10 Gennaio:  SAN GREGORIO DI NISSA, vescovo e dottore della Chiesa
      
DIO,
    L'INFINITO DESIDERIO DELL'UOMO   


Leggendo la vita di Gregorio di Nissa (vescovo e dottore della Chiesa) c’è subito un particolare che colpisce: il numero di persone sante (almeno conosciute dal calendario liturgico) con le quali egli fu in contatto per legami familiari, professionali o amicali. Ecco le principali che si conoscono.
In primis, suo fratello Basilio, detto Magno, come lui vescovo, dottore della Chiesa e santo. Gregorio ne subì il grande fascino e l’inevitabile influsso (per qualche biografo perfino qualcosa di più: una specie di timore più che riverenziale quasi frenante la sua personalità).

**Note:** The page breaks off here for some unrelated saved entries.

//! End-to-end token exchange tests.
//!
//! These tests run a local mock console with axum and exercise the init
//! path over real HTTP: request shape, error-entry propagation, and the
//! malformed-response failures.

use std::sync::atomic::{AtomicUsize, Ordering};
use std::sync::{Arc, Mutex};

use axum::extract::State;
use axum::http::HeaderMap;
use axum::routing::post;
use axum::{Json, Router};
use chrono::{TimeZone, Utc};
use serde_json::{json, Value};

use avatar_sdk::{AvatarSession, SdkError, SessionConfig};

#[derive(Clone, Default)]
struct ConsoleState {
    requests: Arc<AtomicUsize>,
    last_headers: Arc<Mutex<Option<HeaderMap>>>,
    last_body: Arc<Mutex<Option<Value>>>,
    response: Arc<Mutex<Value>>,
    status: Arc<Mutex<u16>>,
}

impl ConsoleState {
    fn new(status: u16, response: Value) -> Self {
        Self {
            status: Arc::new(Mutex::new(status)),
            response: Arc::new(Mutex::new(response)),
            ..Default::default()
        }
    }
}

async fn token_handler(
    State(state): State<ConsoleState>,
    headers: HeaderMap,
    Json(body): Json<Value>,
) -> (axum::http::StatusCode, Json<Value>) {
    state.requests.fetch_add(1, Ordering::SeqCst);
    *state.last_headers.lock().unwrap() = Some(headers);
    *state.last_body.lock().unwrap() = Some(body);

    let status =
        axum::http::StatusCode::from_u16(*state.status.lock().unwrap()).expect("valid status");
    let response = state.response.lock().unwrap().clone();
    (status, Json(response))
}

/// Spawn the mock console and return its base URL.
async fn spawn_console(state: ConsoleState) -> String {
    let app = Router::new()
        .route("/session-tokens", post(token_handler))
        .with_state(state);
    let listener = tokio::net::TcpListener::bind("127.0.0.1:0")
        .await
        .expect("bind console listener");
    let addr = listener.local_addr().expect("console address");
    tokio::spawn(async move {
        axum::serve(listener, app).await.expect("serve console");
    });
    format!("http://{addr}")
}

fn config(console: &str) -> SessionConfig {
    SessionConfig::new()
        .with_api_key("test-api-key")
        .with_console_endpoint(console)
        .with_expire_at(Utc.timestamp_opt(1_754_824_283, 0).unwrap())
}

/// Test that init sends one correctly shaped request and succeeds
#[tokio::test]
async fn test_init_success() {
    let state = ConsoleState::new(200, json!({"sessionToken": "session-token-123"}));
    let console = spawn_console(state.clone()).await;

    let session = AvatarSession::new(config(&console).with_model_version("v2"));
    session.init().await.expect("init must succeed");

    // Exactly one HTTP request per call.
    assert_eq!(state.requests.load(Ordering::SeqCst), 1);

    let headers = state.last_headers.lock().unwrap().take().expect("headers");
    assert_eq!(headers.get("x-api-key").unwrap(), "test-api-key");
    assert_eq!(headers.get("content-type").unwrap(), "application/json");

    let body = state.last_body.lock().unwrap().take().expect("body");
    assert_eq!(body["expireAt"], json!(1_754_824_283_i64));
    assert_eq!(body["modelVersion"], json!("v2"));
}

/// Test that init without a model version omits the field entirely
#[tokio::test]
async fn test_init_omits_absent_model_version() {
    let state = ConsoleState::new(200, json!({"sessionToken": "tok"}));
    let console = spawn_console(state.clone()).await;

    let session = AvatarSession::new(config(&console));
    session.init().await.expect("init must succeed");

    let body = state.last_body.lock().unwrap().take().expect("body");
    assert!(body.get("modelVersion").is_none());
}

/// Test that service-reported error entries surface with their detail
#[tokio::test]
async fn test_init_propagates_error_entries() {
    let state = ConsoleState::new(
        200,
        json!({
            "sessionToken": "",
            "errors": [{
                "status": 401,
                "code": "INVALID_ARGUMENT",
                "title": "Invalid Argument",
                "detail": "invalid api key"
            }]
        }),
    );
    let console = spawn_console(state).await;

    let session = AvatarSession::new(config(&console));
    let err = session.init().await.expect_err("init must fail");
    match err {
        SdkError::TokenRejected(detail) => {
            assert_eq!(
                detail,
                "Error 401 (INVALID_ARGUMENT): Invalid Argument - invalid api key"
            );
        }
        other => panic!("expected TokenRejected, got {other:?}"),
    }
}

/// Test that a non-2xx status fails with the raw status
#[tokio::test]
async fn test_init_non_success_status() {
    let state = ConsoleState::new(500, json!({}));
    let console = spawn_console(state).await;

    let session = AvatarSession::new(config(&console));
    let err = session.init().await.expect_err("init must fail");
    match err {
        SdkError::TokenStatus(status) => assert_eq!(status, 500),
        other => panic!("expected TokenStatus, got {other:?}"),
    }
}

/// Test that a 2xx response with an empty token is rejected
#[tokio::test]
async fn test_init_empty_token() {
    let state = ConsoleState::new(200, json!({"sessionToken": ""}));
    let console = spawn_console(state).await;

    let session = AvatarSession::new(config(&console));
    let err = session.init().await.expect_err("init must fail");
    assert!(matches!(err, SdkError::EmptyToken), "got {err:?}");
}

/// Test that init can be called again to refresh the token
#[tokio::test]
async fn test_init_refresh_issues_new_request() {
    let state = ConsoleState::new(200, json!({"sessionToken": "tok-1"}));
    let console = spawn_console(state.clone()).await;

    let session = AvatarSession::new(config(&console));
    session.init().await.expect("first init");
    *state.response.lock().unwrap() = json!({"sessionToken": "tok-2"});
    session.init().await.expect("second init");

    assert_eq!(state.requests.load(Ordering::SeqCst), 2);
}

/// Test that configuration preconditions fail before any I/O
#[tokio::test]
async fn test_init_missing_config_makes_no_request() {
    let state = ConsoleState::new(200, json!({"sessionToken": "tok"}));
    let console = spawn_console(state.clone()).await;

    let session = AvatarSession::new(config(&console).with_api_key(""));
    let err = session.init().await.expect_err("init must fail");
    assert!(err.to_string().contains("missing API key"));
    assert_eq!(state.requests.load(Ordering::SeqCst), 0);
}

La seconda figura “santificante” fu la sorella maggiore Macrina (santa) per la quale ebbe una grande venerazione e ammirazione. Questa era così entusiasta dell’ideale della vita monastica che la iniziò già da ragazza nella propria casa. Dopo la morte del padre riuscì a convincere e a “convertire” ad essa anche la madre e... i domestici. E così nel loro casolare fuori dal paese vivevano tutti una specie di vita monastica fatta di preghiera, riflessione sulla Scrittura, semplice lavoro manuale e ospitalità. Macrina contagiò in questo ideale anche i fratelli Basilio e Naucrazio. Ma non ci riuscì con Gregorio. Anzi, per un certo periodo, questi guardò tutto questo zelo religioso e para monastico con una certa freddezza, non solo, anche con scetticismo.

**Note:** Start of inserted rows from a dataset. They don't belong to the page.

//! Inbound dispatch loop.
//!
//! One task per connection, spawned after a successful handshake. The
//! loop reads until cancellation, a normal close, or a fatal transport
//! error; decode failures on individual messages are reported and the
//! loop keeps reading. Every callback invocation runs on its own task so
//! a slow callback never stalls the next read.

use std::sync::Arc;

use futures::StreamExt;
use tokio_tungstenite::tungstenite::protocol::frame::coding::CloseCode;
use tokio_tungstenite::tungstenite::Message;
use tokio_util::sync::CancellationToken;

use super::{SessionShared, WsReader};
use crate::error::SdkError;
use crate::wire::Envelope;

pub(crate) async fn run(
    shared: Arc<SessionShared>,
    mut reader: WsReader,
    cancel: CancellationToken,
) {
    loop {
        let next = tokio::select! {
            () = cancel.cancelled() => {
                tracing::debug!("read loop cancelled");
                return;
            }
            next = reader.next() => next,
        };

        let message = match next {
            // Stream ended; the close handshake already happened.
            None => return,
            Some(Ok(message)) => message,
            Some(Err(e)) => {
                if cancel.is_cancelled() {
                    return;
                }
                tracing::warn!(error = %e, "read loop transport failure");
                shared.emit_error(SdkError::Transport(format!("read message: {e}")));
                let _ = shared.close_connection().await;
                return;
            }
        };

        match message {
            Message::Binary(payload) => dispatch_envelope(&shared, &payload),
            Message::Close(frame) => {
                let benign = frame
                    .as_ref()
                    .map_or(true, |f| matches!(f.code, CloseCode::Normal | CloseCode::Away));
                if benign {
                    tracing::debug!("read loop observed close");
                    return;
                }
                let detail = frame.map_or_else(String::new, |f| format!("{} {}", f.code, f.reason));
                shared.emit_error(SdkError::Transport(format!("connection closed: {detail}")));
                let _ = shared.close_connection().await;
                return;
            }
            // Text, ping and pong frames are not part of the protocol.
            _ => {}
        }
    }
}

fn dispatch_envelope(shared: &Arc<SessionShared>, payload: &[u8]) {
    let envelope = match Envelope::decode(payload) {
        Ok(envelope) => envelope,
        Err(e) => {
            // Decode failures are not fatal; report and keep reading.
            shared.emit_error(SdkError::Decode(e));
            return;
        }
    };

    match envelope {
        Envelope::Animation(frame) => {
            // Decoding produced owned bytes, so the callback never sees a
            // buffer the transport may reuse.
            let callback = shared.config.on_frame.clone();
            let (data, end) = (frame.data, frame.end);
            tokio::spawn(async move { callback(data, end) });
        }
        Envelope::Error(Some(err)) => {
            shared.emit_error(SdkError::Service {
                connection_id: err.connection_id,
                req_id: err.req_id,
                code: err.code,
                message: err.message,
            });
        }
        Envelope::Error(None) => {
            shared.emit_error(SdkError::MissingErrorPayload);
        }
        // Confirm/configure/audio envelopes are not part of the
        // steady-state inbound protocol.
        _ => {}
    }
}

Altro santo (e che santo) fu Gregorio Nazianzeno, anche lui vescovo e dottore della Chiesa, grande amico e compagno di studi di Basilio. Questi ultimi due, insieme con il nostro Gregorio, sono ricordati come i “i santi Cappadoci”. Basilio, uomo di governo e organizzatore, Gregorio Nazianzeno, oratore e teologo, Gregorio di Nissa, pensatore, filosofo e mistico. Una triade di stelle luminose di prima grandezza (qualcuno tra questi tre ci mette anche Giovanni Crisostomo, nato propriamente ad Antiochia) che fa molto onore alla Chiesa d’Oriente. In verità sono venerati e onorati grandemente anche in quella d’Occidente, che a sua volta può mettere in campo un terzetto altrettanto prestigioso, composto da Gerolamo, Ambrogio, Agostino, considerati delle vere colonne della Chiesa.

Altre persone che hanno influito su Gregorio, almeno per fama, furono i nonni paterni. Questi appartenevano ad una famiglia nobile, perseguitati duramente per la loro fede e privati dei loro beni si rifugiarono, per ben sette anni, sulle montagne per sopravvivere alla persecuzione. Una testimonianza di fede coraggiosa e paziente, che non passò certo inosservata. E che diede i suoi frutti tra gli amici e familiari.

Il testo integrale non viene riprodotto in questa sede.